Chatbots, in particular, can help logistics companies handle low to medium-volume call center queries about requesting deliveries, editing orders, shipment tracking, and responding to FAQs. Chatbots represent today’s fastest-growing brand communication channel with a handling rate of chat completion from start to finish at 68.9 per cent in 2020. They can also facilitate valuable analytics metrics, enabling the company to better understand customer needs and enhance the customer experience.

Analytics of data captured on an interactive AI platform can provide valuable insights to the business. For example, companies may better understand customer pain points and consumer behavior patterns, enabling more effective marketing campaigns to attract potential leads. Data analytics can help with price optimisation. Retailers can take advantage of better in-store and web-based layout mapping based on behavioral data. It can also help retailers and e-commerce businesses efficiently manage the supply chain while ensuring supply and demand are met at operational level.

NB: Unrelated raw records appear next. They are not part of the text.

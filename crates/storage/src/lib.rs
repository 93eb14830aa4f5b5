//! Buffer-managed paged storage: page states, file handles, disk
//! arrays, and the variable-length lists storage used by adjacency
//! lists and unstructured node properties.
//!
//! Module map (spec.md §4):
//! - [`page_state`]: the lock-free per-page `{dirty, state, version}` word.
//! - [`file_handle`]: logical→physical page mapping and free-page tracking.
//! - [`buffer_manager`]: pin/unpin, two-handed clock eviction.
//! - [`page_sink`]: the seam storage structures use to register dirty
//!   pages with the WAL without depending on `vertexdb-durability`.
//! - [`disk_array`]: `DiskArray[T]`, the transactional growable array
//!   every other structure in this crate is built from.
//! - [`lists`]: `ListsHeaders`, `ListsMetadata`, and CSR/large-list reads.
//! - [`local_update_store`]: per-transaction staging of list updates.
//! - [`lists_update_iterator`]: CSR reconstruction at commit.

#![warn(missing_docs)]

pub mod buffer_manager;
pub mod disk_array;
pub mod file_handle;
pub mod lists;
pub mod lists_update_iterator;
pub mod local_update_store;
pub mod page_sink;
pub mod page_state;

pub use buffer_manager::{BufferManager, PinPolicy};
pub use disk_array::{DiskArray, DiskArrayElement, DiskArrayHeader, TxnView};
pub use file_handle::FileHandle;
pub use lists::{ListHeader, Lists, ListsHeaders, ListsMetadata, PageListGroup};
pub use lists_update_iterator::ListsUpdateIterator;
pub use local_update_store::{LocalUpdateStore, PropertyListBuffer};
pub use page_sink::{NullPageSink, PageSink};
pub use page_state::{FrameState, PageState};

Start-up vendors delivering sales and marketing intelligence as well as acceleration software tools are enabling companies to reach their full potential through interactive AI. Continuous adoption and scaling of interactive AI technology within warehouses and other operational environments as well as in back-office workflows could improve human-machine collaboration.

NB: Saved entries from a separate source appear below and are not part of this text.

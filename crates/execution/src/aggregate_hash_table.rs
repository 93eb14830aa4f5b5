//! Linear-probing hash-aggregation table (spec.md §4.10), ported from
//! `aggregate_hash_table.h`/`.cpp`.
//!
//! An entry holds `[group_key_1, ..., group_key_N, agg_state_1, ...,
//! agg_state_M]`. Group keys live in a [`FactorizedTable`] (one flat
//! row per group); aggregate states live in a parallel byte buffer
//! indexed the same way, since their width comes from
//! [`AggregateFunction::state_size`] rather than a
//! [`crate::factorized_table::ColumnType`] the table schema
//! understands. `HashSlot{hash, entry}` resolves collisions by linear
//! probing, same as the original; `entry` is an index into this
//! table's row-order arrays rather than a raw pointer, since this is
//! safe Rust.

use rustc_hash::{FxHashMap, FxHasher};
use std::hash::{Hash, Hasher};

use vertexdb_core::value::Interval;
use vertexdb_core::{Error, Result, Value};

use crate::aggregate::AggregateFunction;
use crate::factorized_table::{ColumnBatch, ColumnSchema, ColumnType, FactorizedTable, TableSchema, TuplePtr};

/// `HashSlot{hash, entry}`: `entry` is `None` for an unused slot,
/// `Some(row)` otherwise, where `row` indexes this table's
/// `entries`/`agg_states` arrays.
#[derive(Debug, Clone, Copy)]
struct HashSlot {
    hash: u64,
    entry: Option<u32>,
}

fn hash_value(value: &Value, hasher: &mut FxHasher) {
    match value {
        Value::Null => 0u8.hash(hasher),
        Value::Bool(b) => {
            1u8.hash(hasher);
            b.hash(hasher);
        }
        Value::Int32(i) => {
            2u8.hash(hasher);
            i.hash(hasher);
        }
        Value::Int64(i) => {
            3u8.hash(hasher);
            i.hash(hasher);
        }
        Value::Double(d) => {
            4u8.hash(hasher);
            d.to_bits().hash(hasher);
        }
        Value::Date(d) => {
            5u8.hash(hasher);
            d.hash(hasher);
        }
        Value::Timestamp(t) => {
            6u8.hash(hasher);
            t.hash(hasher);
        }
        Value::Interval(Interval { months, micros }) => {
            7u8.hash(hasher);
            months.hash(hasher);
            micros.hash(hasher);
        }
        Value::String(s) => {
            8u8.hash(hasher);
            s.hash(hasher);
        }
    }
}

fn hash_keys(keys: &[Value]) -> u64 {
    let mut hasher = FxHasher::default();
    for key in keys {
        hash_value(key, &mut hasher);
    }
    hasher.finish()
}

/// A simplified stand-in for the original's nested per-function
/// `distinctHashTables`: tracks which `(group, input)` pairs a
/// `DISTINCT` aggregate has already folded in, so a repeated value
/// within the same group is skipped on every later `append` (spec.md
/// §4.10).
#[derive(Default)]
struct DistinctTracker {
    seen: FxHashMap<u64, Vec<Vec<Value>>>,
}

impl DistinctTracker {
    /// Returns `true` (and records the pair) the first time `key` is
    /// seen; `false` on every later repeat.
    fn insert_if_new(&mut self, key: Vec<Value>) -> bool {
        let hash = hash_keys(&key);
        let bucket = self.seen.entry(hash).or_default();
        if bucket.iter().any(|existing| existing == &key) {
            false
        } else {
            bucket.push(key);
            true
        }
    }
}

const INITIAL_NUM_SLOTS: usize = 64;

/// The hash-aggregation table described by spec.md §4.10.
pub struct AggregateHashTable {
    group_key_types: Vec<ColumnType>,
    agg_functions: Vec<Box<dyn AggregateFunction>>,
    distinct_flags: Vec<bool>,
    agg_state_offsets: Vec<usize>,
    agg_state_width: usize,
    table: FactorizedTable,
    agg_states: Vec<u8>,
    entries: Vec<TuplePtr>,
    hash_slots: Vec<HashSlot>,
    distinct_trackers: Vec<DistinctTracker>,
}

impl AggregateHashTable {
    /// Builds an empty table for the given group-by key types and
    /// aggregate functions; `distinct_flags[i]` marks whether
    /// `agg_functions[i]` is a `DISTINCT` aggregate.
    pub fn new(
        group_key_types: Vec<ColumnType>,
        agg_functions: Vec<Box<dyn AggregateFunction>>,
        distinct_flags: Vec<bool>,
    ) -> Self {
        assert_eq!(agg_functions.len(), distinct_flags.len());
        let mut agg_state_offsets = Vec::with_capacity(agg_functions.len());
        let mut offset = 0usize;
        for func in &agg_functions {
            agg_state_offsets.push(offset);
            offset += func.state_size();
        }
        let schema = TableSchema::new(
            group_key_types
                .iter()
                .map(|t| ColumnSchema::flat(*t))
                .collect(),
        );
        let num_functions = agg_functions.len();
        AggregateHashTable {
            group_key_types,
            agg_functions,
            distinct_flags,
            agg_state_offsets,
            agg_state_width: offset,
            table: FactorizedTable::new(schema),
            agg_states: Vec::new(),
            entries: Vec::new(),
            hash_slots: vec![HashSlot { hash: 0, entry: None }; INITIAL_NUM_SLOTS],
            distinct_trackers: (0..num_functions).map(|_| DistinctTracker::default()).collect(),
        }
    }

    /// Number of distinct groups held.
    pub fn num_entries(&self) -> usize {
        self.entries.len()
    }

    fn state_slice(&self, row: u32, func_idx: usize) -> (usize, usize) {
        let base = row as usize * self.agg_state_width;
        let start = base + self.agg_state_offsets[func_idx];
        let end = start + self.agg_functions[func_idx].state_size();
        (start, end)
    }

    fn keys_match(&self, row: u32, group_keys: &[Value]) -> bool {
        let ptr = self.entries[row as usize];
        (0..self.group_key_types.len()).all(|i| self.table.column_value(ptr, i) == group_keys[i])
    }

    fn find_entry(&self, group_keys: &[Value], hash: u64) -> Option<u32> {
        if self.hash_slots.is_empty() {
            return None;
        }
        let num_slots = self.hash_slots.len();
        let mut slot_idx = (hash as usize) % num_slots;
        loop {
            match self.hash_slots[slot_idx].entry {
                None => return None,
                Some(row) => {
                    if self.hash_slots[slot_idx].hash == hash && self.keys_match(row, group_keys) {
                        return Some(row);
                    }
                }
            }
            slot_idx = (slot_idx + 1) % num_slots;
        }
    }

    fn fill_hash_slot(&mut self, hash: u64, row: u32) {
        let num_slots = self.hash_slots.len();
        let mut slot_idx = (hash as usize) % num_slots;
        loop {
            if self.hash_slots[slot_idx].entry.is_none() {
                self.hash_slots[slot_idx] = HashSlot {
                    hash,
                    entry: Some(row),
                };
                return;
            }
            slot_idx = (slot_idx + 1) % num_slots;
        }
    }

    fn resize(&mut self, new_num_slots: usize) {
        let mut hash_slots = vec![HashSlot { hash: 0, entry: None }; new_num_slots];
        std::mem::swap(&mut self.hash_slots, &mut hash_slots);
        for slot in hash_slots {
            if let Some(row) = slot.entry {
                self.fill_hash_slot(slot.hash, row);
            }
        }
    }

    fn resize_if_necessary(&mut self) {
        if (self.entries.len() + 1) * 2 > self.hash_slots.len() {
            self.resize(self.hash_slots.len() * 2);
        }
    }

    fn create_entry(&mut self, group_keys: &[Value], hash: u64) -> Result<u32> {
        self.resize_if_necessary();
        let batches: Vec<ColumnBatch> = group_keys.iter().cloned().map(ColumnBatch::Flat).collect();
        let ptr = self.table.append(&batches)?;
        let row = self.entries.len() as u32;
        self.entries.push(ptr);
        let state_start = self.agg_states.len();
        self.agg_states.resize(state_start + self.agg_state_width, 0);
        for (func, &offset) in self.agg_functions.iter().zip(&self.agg_state_offsets) {
            let start = state_start + offset;
            func.init(&mut self.agg_states[start..start + func.state_size()]);
        }
        self.fill_hash_slot(hash, row);
        Ok(row)
    }

    fn find_or_create_entry(&mut self, group_keys: &[Value]) -> Result<u32> {
        let hash = hash_keys(group_keys);
        match self.find_entry(group_keys, hash) {
            Some(row) => Ok(row),
            None => self.create_entry(group_keys, hash),
        }
    }

    /// Folds one input row into its group's aggregate states,
    /// creating the group if it hasn't been seen before (spec.md
    /// §4.10). `agg_inputs[i]` feeds `agg_functions[i]`; `multiplicity`
    /// is the row's duplication factor from upstream factorization.
    pub fn append(&mut self, group_keys: &[Value], agg_inputs: &[Value], multiplicity: u64) -> Result<()> {
        if group_keys.len() != self.group_key_types.len() {
            return Err(Error::runtime(format!(
                "append: expected {} group-by keys, got {}",
                self.group_key_types.len(),
                group_keys.len()
            )));
        }
        if agg_inputs.len() != self.agg_functions.len() {
            return Err(Error::runtime(format!(
                "append: expected {} aggregate inputs, got {}",
                self.agg_functions.len(),
                agg_inputs.len()
            )));
        }
        let row = self.find_or_create_entry(group_keys)?;
        for i in 0..self.agg_functions.len() {
            if self.distinct_flags[i] {
                let mut dedup_key = group_keys.to_vec();
                dedup_key.push(agg_inputs[i].clone());
                if !self.distinct_trackers[i].insert_if_new(dedup_key) {
                    continue;
                }
            }
            let (start, end) = self.state_slice(row, i);
            self.agg_functions[i].update(&mut self.agg_states[start..end], &agg_inputs[i], multiplicity);
        }
        Ok(())
    }

    /// Merges `other`'s groups into `self`, combining aggregate states
    /// under matching group-by keys (spec.md §4.10's `merge`). Used to
    /// fold each worker thread's partial hash table into the final
    /// result.
    pub fn merge(&mut self, other: AggregateHashTable) -> Result<()> {
        for row in 0..other.entries.len() as u32 {
            let ptr = other.entries[row as usize];
            let group_keys: Vec<Value> = (0..other.group_key_types.len())
                .map(|i| other.table.column_value(ptr, i))
                .collect();
            let dst_row = self.find_or_create_entry(&group_keys)?;
            for i in 0..self.agg_functions.len() {
                let (src_start, src_end) = other.state_slice(row, i);
                let (dst_start, dst_end) = self.state_slice(dst_row, i);
                let other_state = other.agg_states[src_start..src_end].to_vec();
                self.agg_functions[i].combine(&mut self.agg_states[dst_start..dst_end], &other_state);
            }
        }
        Ok(())
    }

    /// Returns `(group_key_values, finalized_aggregate_values)` for
    /// every group, in insertion order.
    pub fn finalize_all(&self) -> Vec<(Vec<Value>, Vec<Value>)> {
        (0..self.entries.len() as u32)
            .map(|row| {
                let ptr = self.entries[row as usize];
                let keys: Vec<Value> = (0..self.group_key_types.len())
                    .map(|i| self.table.column_value(ptr, i))
                    .collect();
                let values: Vec<Value> = (0..self.agg_functions.len())
                    .map(|i| {
                        let (start, end) = self.state_slice(row, i);
                        self.agg_functions[i].finalize(&self.agg_states[start..end])
                    })
                    .collect();
                (keys, values)
            })
            .collect()
    }
}

#[cfg(test)]
mod tests {
    use super::*;
    use crate::aggregate::{max, Avg, CountStar, Sum};

    fn find_group<'a>(
        rows: &'a [(Vec<Value>, Vec<Value>)],
        key: &Value,
    ) -> &'a (Vec<Value>, Vec<Value>) {
        rows.iter().find(|(keys, _)| &keys[0] == key).unwrap()
    }

    #[test]
    fn groups_rows_and_counts_per_group() {
        let mut table = AggregateHashTable::new(
            vec![ColumnType::Int64],
            vec![Box::new(CountStar)],
            vec![false],
        );
        for group in [1i64, 2, 1, 1, 2] {
            table
                .append(&[Value::Int64(group)], &[Value::Null], 1)
                .unwrap();
        }
        assert_eq!(table.num_entries(), 2);
        let results = table.finalize_all();
        assert_eq!(find_group(&results, &Value::Int64(1)).1, vec![Value::Int64(3)]);
        assert_eq!(find_group(&results, &Value::Int64(2)).1, vec![Value::Int64(2)]);
    }

    #[test]
    fn resizes_past_initial_capacity() {
        let mut table = AggregateHashTable::new(
            vec![ColumnType::Int64],
            vec![Box::new(CountStar)],
            vec![false],
        );
        for i in 0..500i64 {
            table.append(&[Value::Int64(i)], &[Value::Null], 1).unwrap();
        }
        assert_eq!(table.num_entries(), 500);
        let results = table.finalize_all();
        assert!(results
            .iter()
            .all(|(_, values)| values[0] == Value::Int64(1)));
    }

    #[test]
    fn sum_and_avg_accumulate_per_group() {
        let mut table = AggregateHashTable::new(
            vec![ColumnType::Bool],
            vec![Box::new(Sum), Box::new(Avg)],
            vec![false, false],
        );
        for v in [1i64, 2, 3, 4] {
            table
                .append(
                    &[Value::Bool(true)],
                    &[Value::Int64(v), Value::Int64(v)],
                    1,
                )
                .unwrap();
        }
        let results = table.finalize_all();
        assert_eq!(results.len(), 1);
        assert_eq!(results[0].1, vec![Value::Double(10.0), Value::Double(2.5)]);
    }

    #[test]
    fn distinct_aggregate_ignores_repeated_values() {
        let mut table = AggregateHashTable::new(
            vec![ColumnType::Bool],
            vec![Box::new(CountStar)],
            vec![true],
        );
        for v in [5i64, 5, 5, 6] {
            table
                .append(&[Value::Bool(true)], &[Value::Int64(v)], 1)
                .unwrap();
        }
        let results = table.finalize_all();
        // COUNT(DISTINCT x) over {5,5,5,6} == 2.
        assert_eq!(results[0].1, vec![Value::Int64(2)]);
    }

    #[test]
    fn merge_combines_partial_tables() {
        let mut a = AggregateHashTable::new(vec![ColumnType::Int64], vec![Box::new(Sum)], vec![false]);
        a.append(&[Value::Int64(1)], &[Value::Int64(10)], 1).unwrap();
        let mut b = AggregateHashTable::new(vec![ColumnType::Int64], vec![Box::new(Sum)], vec![false]);
        b.append(&[Value::Int64(1)], &[Value::Int64(5)], 1).unwrap();
        b.append(&[Value::Int64(2)], &[Value::Int64(7)], 1).unwrap();

        a.merge(b).unwrap();
        let results = a.finalize_all();
        assert_eq!(find_group(&results, &Value::Int64(1)).1, vec![Value::Double(15.0)]);
        assert_eq!(find_group(&results, &Value::Int64(2)).1, vec![Value::Double(7.0)]);
    }

    #[test]
    fn max_aggregate_tracks_largest_value() {
        let mut table = AggregateHashTable::new(vec![ColumnType::Bool], vec![max()], vec![false]);
        for v in [3i64, 9, -4, 9] {
            table.append(&[Value::Bool(false)], &[Value::Int64(v)], 1).unwrap();
        }
        let results = table.finalize_all();
        assert_eq!(results[0].1, vec![Value::Double(9.0)]);
    }
}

As the Middle East region braces itself for an expanding ecommerce market, seamless logistics will be critical to ensure productivity across the supply chain and transform customer interactions. Many logistics players and retailers are focusing on enhancing last-mile delivery, a crucial component of e-commerce fulfilment. Improved AI and automation will drive service upgrades, intelligent workflow automation and new customer experiences in the future.

The writer is CEO of DHL Global Forwarding Middle East & Africa.